This video explains in two minutes how to make compost.
Composting is really simple. A lot of people think it is really difficult or make it more complicated than it really is, but really, everything breaks down. From your grass to your leaves to your vegetable scraps, it all breaks down and can be added to your compost bin.
You can even pile it up in the corner of your back yard, and it will break down, but what you want to do is to create the ideal situation so that compost breaks down quickly. You can then use it in your pots or garden.
So the next question you might ask is:
What can I put in a compost bin?
First off, you don't want to add grease, meat or bones, and you usually don't want to add any dairy products than can smell and attract animals.
What you can add is a good mix of nitrogen-rich materials, which is known as the "greens" - green grass clippings, coffee grounds, any kind of kitchen scraps when cutting up fruits and vegetables. These are all good sources of nitrogen.

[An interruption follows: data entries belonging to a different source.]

//! Shared fixtures for handler tests: a stub Harvest server that records
//! every request it sees, and helpers to drive the real router.

use axum::{
    body::{to_bytes, Body},
    http::{header, HeaderMap, Method, Request, StatusCode},
    middleware::{self, Next},
    Router,
};
use reqwest::Client;
use serde_json::Value;
use std::sync::{Arc, Mutex};
use tokio::{net::TcpListener, task::JoinHandle};
use tower::ServiceExt;

use crate::common::{AppConfig, AppState};

pub const COOKIE_NAME: &str = "harvest_token";

#[derive(Debug, Clone)]
pub struct RecordedRequest {
    pub method: Method,
    pub path: String,
    pub authorization: Option<String>,
    pub account_id: Option<String>,
}

/// Stub upstream bound to an ephemeral local port
pub struct StubUpstream {
    pub base_url: String,
    requests: Arc<Mutex<Vec<RecordedRequest>>>,
    handle: JoinHandle<()>,
}

impl StubUpstream {
    pub async fn serve(router: Router) -> Self {
        let requests: Arc<Mutex<Vec<RecordedRequest>>> = Arc::new(Mutex::new(Vec::new()));
        let recorder = requests.clone();

        let app = router.layer(middleware::from_fn(move |req: Request<Body>, next: Next| {
            let recorder = recorder.clone();
            async move {
                // Request<Body> is not Sync; the borrow must end before the await.
                let recorded = {
                    let header_value = |name: &str| {
                        req.headers()
                            .get(name)
                            .and_then(|v| v.to_str().ok())
                            .map(str::to_string)
                    };
                    RecordedRequest {
                        method: req.method().clone(),
                        path: req.uri().path().to_string(),
                        authorization: header_value("authorization"),
                        account_id: header_value("harvest-account-id"),
                    }
                };
                recorder.lock().unwrap().push(recorded);
                next.run(req).await
            }
        }));

        let listener = TcpListener::bind("127.0.0.1:0").await.unwrap();
        let addr = listener.local_addr().unwrap();
        let handle = tokio::spawn(async move {
            axum::serve(listener, app).await.unwrap();
        });

        Self {
            base_url: format!("http://{}", addr),
            requests,
            handle,
        }
    }

    pub fn hits(&self) -> usize {
        self.requests.lock().unwrap().len()
    }

    pub fn requests(&self) -> Vec<RecordedRequest> {
        self.requests.lock().unwrap().clone()
    }
}

impl Drop for StubUpstream {
    fn drop(&mut self) {
        self.handle.abort();
    }
}

/// Base URL of a port that refuses connections.
pub async fn unreachable_base_url() -> String {
    let listener = TcpListener::bind("127.0.0.1:0").await.unwrap();
    let addr = listener.local_addr().unwrap();
    drop(listener);
    format!("http://{}", addr)
}

/// Fully configured app pointed at `upstream` for both OAuth and the API.
pub fn test_config(upstream: &str) -> AppConfig {
    let mut config = AppConfig::from_lookup(|_| None);
    config.harvest.client_id = Some("client-123".to_string());
    config.harvest.client_secret = Some("secret-456".to_string());
    config.harvest.redirect_uri = Some("http://localhost:3000/api/auth/callback".to_string());
    config.harvest.authorize_url = format!("{}/oauth2/authorize", upstream);
    config.harvest.token_url = format!("{}/api/v2/oauth2/token", upstream);
    config.harvest.api_base_url = format!("{}/v2", upstream);
    config
}

pub fn test_app(config: &AppConfig) -> Router {
    let http = Client::builder().no_proxy().build().unwrap();
    crate::build_app(AppState::new(config, http).shared(), &config.cors_origins)
}

pub fn get(uri: &str, token: Option<&str>) -> Request<Body> {
    let mut builder = Request::builder().method(Method::GET).uri(uri);
    if let Some(token) = token {
        builder = builder.header(header::COOKIE, format!("{}={}", COOKIE_NAME, token));
    }
    builder.body(Body::empty()).unwrap()
}

pub fn post_json(uri: &str, token: Option<&str>, body: &Value) -> Request<Body> {
    let mut builder = Request::builder()
        .method(Method::POST)
        .uri(uri)
        .header(header::CONTENT_TYPE, "application/json");
    if let Some(token) = token {
        builder = builder.header(header::COOKIE, format!("{}={}", COOKIE_NAME, token));
    }
    builder.body(Body::from(body.to_string())).unwrap()
}

pub struct TestResponse {
    pub status: StatusCode,
    pub headers: HeaderMap,
    pub body: Value,
}

impl TestResponse {
    pub fn set_cookies(&self) -> Vec<String> {
        self.headers
            .get_all(header::SET_COOKIE)
            .iter()
            .filter_map(|v| v.to_str().ok())
            .map(str::to_string)
            .collect()
    }

    pub fn location(&self) -> Option<&str> {
        self.headers
            .get(header::LOCATION)
            .and_then(|v| v.to_str().ok())
    }
}

/// Runs one request through `app`. Non-JSON bodies come back as `Null`.
pub async fn send(app: &Router, request: Request<Body>) -> TestResponse {
    let response = app.clone().oneshot(request).await.unwrap();
    let status = response.status();
    let headers = response.headers().clone();
    let bytes = to_bytes(response.into_body(), usize::MAX).await.unwrap();
    let body = serde_json::from_slice(&bytes).unwrap_or(Value::Null);
    TestResponse {
        status,
        headers,
        body,
    }
}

Carbon is your other source. These are the "browns" - leaves, dried out grass clippings, hay, shredded up cardboard or newspaper.
Add those to get a good, nice mix, and your compost will begin to break down really quickly.
Another important thing is keeping your compost well-aerated. In other words, keeping it mixed well.
You also want to keep it moist, like a rung out sponge. An easy way to keep it moist is to open the lid of your compost bin, use a water hose and spray some water inside. Because a lot of compost bins have holes in the bottoms, the fluid will drain out, so you don't need to worry about over-watering.
And finally, how quick is my compost going to break down? With a good mix of browns and greens, your compost can finish in as early as 3-4 weeks.
Don't worry about it - this isn't brain surgery. It will all break down eventually, so if it doesn't work perfectly, give it some time.